In Russia, they have a lot of repression now, but it is not illegal. Which is worse?
In Cuba, in 1960s, a lot of people were getting ready to fight back against US government aggression. There was a lot of US hostility, a feeling there was a permanent war against us here, and everybody had to have military training. Our army was very small, very poor, not powerful at all, and for a lot of people there was a feeling we were in a war all the time.
There was also the idea of having “the new man,” it was a distortion of what Che Guevara said. Che Guevara did not say anything about gender or about sexuality in his speeches. Even the idea of Marxism, of communism as Che Guevara conceived it, gender was not part of it. It was seen as part of the class issue, of the contradiction between classes. That was how Marxism was perceived at that moment. It changed later with the feminist movement.

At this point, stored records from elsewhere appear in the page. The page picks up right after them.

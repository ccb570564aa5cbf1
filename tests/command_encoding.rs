//! Frame-level golden vectors and encoding properties

use rcb4::protocol::{MAX_LITERAL_LEN, MAX_RAM_ADDRESS};
use rcb4::{CommandMessage, Error, Opcode};

fn wire_sum(bytes: &[u8]) -> u8 {
    bytes.iter().fold(0u8, |sum, b| sum.wrapping_add(*b))
}

#[test]
fn mov_ics_source_to_ram() {
    let mut cmd = CommandMessage::new(Opcode::Mov);
    cmd.set_source_ics(0, 1, 2).unwrap();
    cmd.set_destination_ram(0x0000).unwrap();
    assert_eq!(
        cmd.encode().unwrap(),
        [0x0A, 0x00, 0x01, 0x00, 0x00, 0x00, 0x00, 0x00, 0x02, 0x0D]
    );
}

#[test]
fn mov_rom_source_is_eleven_bytes() {
    let mut cmd = CommandMessage::new(Opcode::Mov);
    cmd.set_source_rom(0x01_2345, 1).unwrap();
    cmd.set_destination_ram(0x0010).unwrap();
    assert_eq!(
        cmd.encode().unwrap(),
        [0x0B, 0x00, 0x03, 0x10, 0x00, 0x00, 0x45, 0x23, 0x01, 0x01, 0x88]
    );
}

#[test]
fn add_literal_to_ram() {
    let mut cmd = CommandMessage::new(Opcode::Add);
    cmd.set_destination_ram(0x0060).unwrap();
    cmd.set_source_literal(&[0x01, 0x00]).unwrap();
    assert_eq!(
        cmd.encode().unwrap(),
        [0x09, 0x06, 0x02, 0x60, 0x00, 0x00, 0x01, 0x00, 0x72]
    );
}

#[test]
fn suppressed_subtract_acts_as_compare() {
    let mut cmd = CommandMessage::new(Opcode::Sub);
    cmd.set_destination_ram(0x0010).unwrap();
    cmd.set_source_literal(&[0x05]).unwrap();
    cmd.set_do_not_save().unwrap();
    assert_eq!(
        cmd.encode().unwrap(),
        [0x08, 0x07, 0x82, 0x10, 0x00, 0x00, 0x05, 0xA6]
    );
}

#[test]
fn reply_size_follows_destination() {
    let mut cmd = CommandMessage::new(Opcode::Mov);
    cmd.set_source_literal(&[1, 2, 3]).unwrap();
    cmd.set_destination_com().unwrap();
    assert_eq!(cmd.expected_reply_size(), 3);

    cmd.set_destination_ram(0).unwrap();
    assert_eq!(cmd.expected_reply_size(), 0);

    let mut cmd = CommandMessage::new(Opcode::Add);
    cmd.set_source_ram(0x0040, 2).unwrap();
    cmd.set_destination_com().unwrap();
    assert_eq!(cmd.expected_reply_size(), 2);
}

#[test]
fn out_of_range_parameters_are_reported() {
    let mut cmd = CommandMessage::new(Opcode::Mov);
    assert_eq!(
        cmd.set_source_ram(MAX_RAM_ADDRESS + 1, 1),
        Err(Error::InvalidParameter {
            name: "RAM address",
            value: u32::from(MAX_RAM_ADDRESS) + 1,
            min: 0,
            max: MAX_RAM_ADDRESS.into(),
        })
    );
    assert!(cmd.set_source_literal(&[0u8; 122]).is_err());
    assert!(cmd.set_source_rom(0x04_0000, 1).is_err());
    assert!(cmd.set_source_ics(0, 37, 1).is_err());
    // Nothing above may have left a partial source behind.
    assert_eq!(cmd.total_size(), 0);
}

#[test]
fn error_messages_name_the_problem() {
    let mut cmd = CommandMessage::new(Opcode::ServoSingle);
    let err = cmd.set_data_size(2).unwrap_err();
    assert_eq!(
        err.to_string(),
        "set_data_size is not valid for SERVO_SINGLE commands"
    );

    let err = CommandMessage::new(Opcode::ServoSpeed).encode().unwrap_err();
    assert_eq!(err.to_string(), "SERVO_SPEED commands have no encoder");
}

mod proptests {
    use std::collections::BTreeMap;

    use proptest::prelude::*;

    use super::*;

    proptest! {
        /// Any in-range RAM-to-RAM MOV is 10 bytes and checksums cleanly.
        #[test]
        fn prop_mov_frame_shape(
            src_addr in 0u16..=MAX_RAM_ADDRESS,
            dst_addr in 0u16..=MAX_RAM_ADDRESS,
            size in 1u8..=118,
        ) {
            let mut cmd = CommandMessage::new(Opcode::Mov);
            cmd.set_source_ram(src_addr, size).unwrap();
            cmd.set_destination_ram(dst_addr).unwrap();

            let frame = cmd.encode().unwrap();
            prop_assert_eq!(frame.len(), 10);
            prop_assert_eq!(frame.len(), usize::from(cmd.total_size()));
            prop_assert_eq!(frame[9], wire_sum(&frame[..9]));
        }

        /// Literal sources grow the frame by exactly their length.
        #[test]
        fn prop_literal_frame_length(
            literal in prop::collection::vec(any::<u8>(), 1..=MAX_LITERAL_LEN),
        ) {
            let mut cmd = CommandMessage::new(Opcode::Mov);
            cmd.set_source_literal(&literal).unwrap();
            cmd.set_destination_com().unwrap();

            let frame = cmd.encode().unwrap();
            prop_assert_eq!(frame.len(), literal.len() + 7);
            prop_assert_eq!(usize::from(cmd.expected_reply_size()), literal.len());
            prop_assert_eq!(frame[frame.len() - 1], wire_sum(&frame[..frame.len() - 1]));
        }

        /// SERIES payloads come out in ascending servo-id order no matter
        /// the insertion order, with repeats overwriting.
        #[test]
        fn prop_series_stays_sorted(
            inserts in prop::collection::vec((1u8..=36, any::<u16>()), 1..24),
        ) {
            let mut cmd = CommandMessage::new(Opcode::ServoSeries);
            let mut expected = BTreeMap::new();
            for &(id, position) in &inserts {
                cmd.set_servo(id, 1, position).unwrap();
                expected.insert(id, position);
            }

            let servos = cmd.servos().unwrap();
            prop_assert_eq!(servos.len(), expected.len());
            let positions: Vec<u16> =
                servos.entries().iter().map(|e| e.position).collect();
            let sorted: Vec<u16> = expected.values().copied().collect();
            prop_assert_eq!(positions, sorted);

            let frame = cmd.encode().unwrap();
            prop_assert_eq!(frame.len(), 8 + 3 * expected.len());
            prop_assert_eq!(frame.len(), usize::from(cmd.total_size()));
            prop_assert_eq!(frame[frame.len() - 1], wire_sum(&frame[..frame.len() - 1]));
        }
    }
}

So the UMAPs, [the Military Units to Aid Production, the work camps] which existed from 1965-1968, this was the result of this very complex situation we had in Cuba. And sexual education didn’t exist. Heterosexual women and their rights, even reproductive rights, were fully recognized at that moment. Women in a very radical way, were equal to men, and there were a lot of contradictions, a lot of debates took place at that moment, but heterosexual ones. Lesbians, trans, they as groups, were not part of these changes.

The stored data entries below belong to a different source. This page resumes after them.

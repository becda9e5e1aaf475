use crate::store::Row;
use serde::Serialize;
use serde_json::Value;

/// Column value or null when the row does not carry it.
pub(crate) fn field(row: &Row, column: &str) -> Value {
    row.get(column).cloned().unwrap_or(Value::Null)
}

/// Public user shape. There is no password field, so it can never be serialized.
#[derive(Clone, Debug, PartialEq, Serialize)]
#[serde(rename_all = "camelCase")]
pub struct UserView {
    pub id: Value,
    pub name: Value,
    pub email: Value,
    pub role: Value,
    pub department: Value,
    pub avatar_url: Value,
    pub created_at: Value,
}

impl From<&Row> for UserView {
    fn from(row: &Row) -> Self {
        UserView {
            id: field(row, "id"),
            name: field(row, "name"),
            email: field(row, "email"),
            role: field(row, "role"),
            department: field(row, "department"),
            avatar_url: field(row, "avatar_url"),
            created_at: field(row, "created_at"),
        }
    }
}

#[derive(Clone, Debug, PartialEq, Serialize)]
#[serde(rename_all = "camelCase")]
pub struct ItemRequestView {
    pub id: Value,
    pub user_id: Value,
    pub item_name: Value,
    pub quantity: Value,
    pub category: Value,
    pub status: Value,
    pub created_at: Value,
    pub updated_at: Value,
    pub admin_comment: Value,
}

impl From<&Row> for ItemRequestView {
    fn from(row: &Row) -> Self {
        ItemRequestView {
            id: field(row, "id"),
            user_id: field(row, "user_id"),
            item_name: field(row, "item_name"),
            quantity: field(row, "quantity"),
            category: field(row, "category"),
            status: field(row, "status"),
            created_at: field(row, "created_at"),
            updated_at: field(row, "updated_at"),
            admin_comment: field(row, "admin_comment"),
        }
    }
}

#[derive(Clone, Debug, PartialEq, Serialize)]
#[serde(rename_all = "camelCase")]
pub struct InventoryView {
    pub id: Value,
    pub item_name: Value,
    pub quantity: Value,
    pub category: Value,
    pub location: Value,
    pub created_at: Value,
    pub updated_at: Value,
}

impl From<&Row> for InventoryView {
    fn from(row: &Row) -> Self {
        InventoryView {
            id: field(row, "id"),
            item_name: field(row, "item_name"),
            quantity: field(row, "quantity"),
            category: field(row, "category"),
            location: field(row, "location"),
            created_at: field(row, "created_at"),
            updated_at: field(row, "updated_at"),
        }
    }
}

#[derive(Clone, Debug, PartialEq, Serialize)]
#[serde(rename_all = "camelCase")]
pub struct NotificationView {
    pub id: Value,
    pub user_id: Value,
    pub message: Value,
    pub read: Value,
    #[serde(rename = "type")]
    pub kind: Value,
    pub created_at: Value,
}

impl From<&Row> for NotificationView {
    fn from(row: &Row) -> Self {
        NotificationView {
            id: field(row, "id"),
            user_id: field(row, "user_id"),
            message: field(row, "message"),
            read: field(row, "read"),
            kind: field(row, "type"),
            created_at: field(row, "created_at"),
        }
    }
}

/// Any transformed row. Serializes as the inner view.
#[derive(Clone, Debug, PartialEq, Serialize)]
#[serde(untagged)]
pub enum Record {
    User(UserView),
    ItemRequest(ItemRequestView),
    Inventory(InventoryView),
    Notification(NotificationView),
}

pub fn user(row: &Row) -> Record {
    Record::User(row.into())
}

pub fn item_request(row: &Row) -> Record {
    Record::ItemRequest(row.into())
}

pub fn inventory_item(row: &Row) -> Record {
    Record::Inventory(row.into())
}

pub fn notification(row: &Row) -> Record {
    Record::Notification(row.into())
}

And in 1965 UMAPs were created. These were military units, and military service was compulsory for all men. Most of the men sent to the UMAPs to learn how to use weapons and be ready to be involved in a war. We had military aggression by the US, the Bay of Pigs, the fight against the people in our mountains [ Escambray Mountains] who were against our government.

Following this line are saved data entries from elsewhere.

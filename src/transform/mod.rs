//! Row → API shape mapping. Stored rows use snake_case columns; responses use camelCase fields.

mod join;
mod rows;

pub use join::{join_item_requests, referenced_user_ids, ItemRequestWithUser, UNKNOWN_USER_NAME};
pub use rows::*;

With all these men in uniform, being trained, some group must be in charge of production for them, especially agriculture. The idea developed was that a lot of people were not able to use weapons, not able to be in the military, and these were recruited to go to these camps. Like in any military unit, they were obligated to remain inside the UMAPs and could not leave them. It was the same thing for everyone, those who were in the military units and those who were in UMAPs.
And remember, we didn’t have a real army as such at that time. All young men went to military camps. Most of those sent to UMAPs were not homosexuals. In the UMAPs, most were religious people, artists, people who didn’t have any work, freakies, rockers, were sent there. Homosexuals were sent too.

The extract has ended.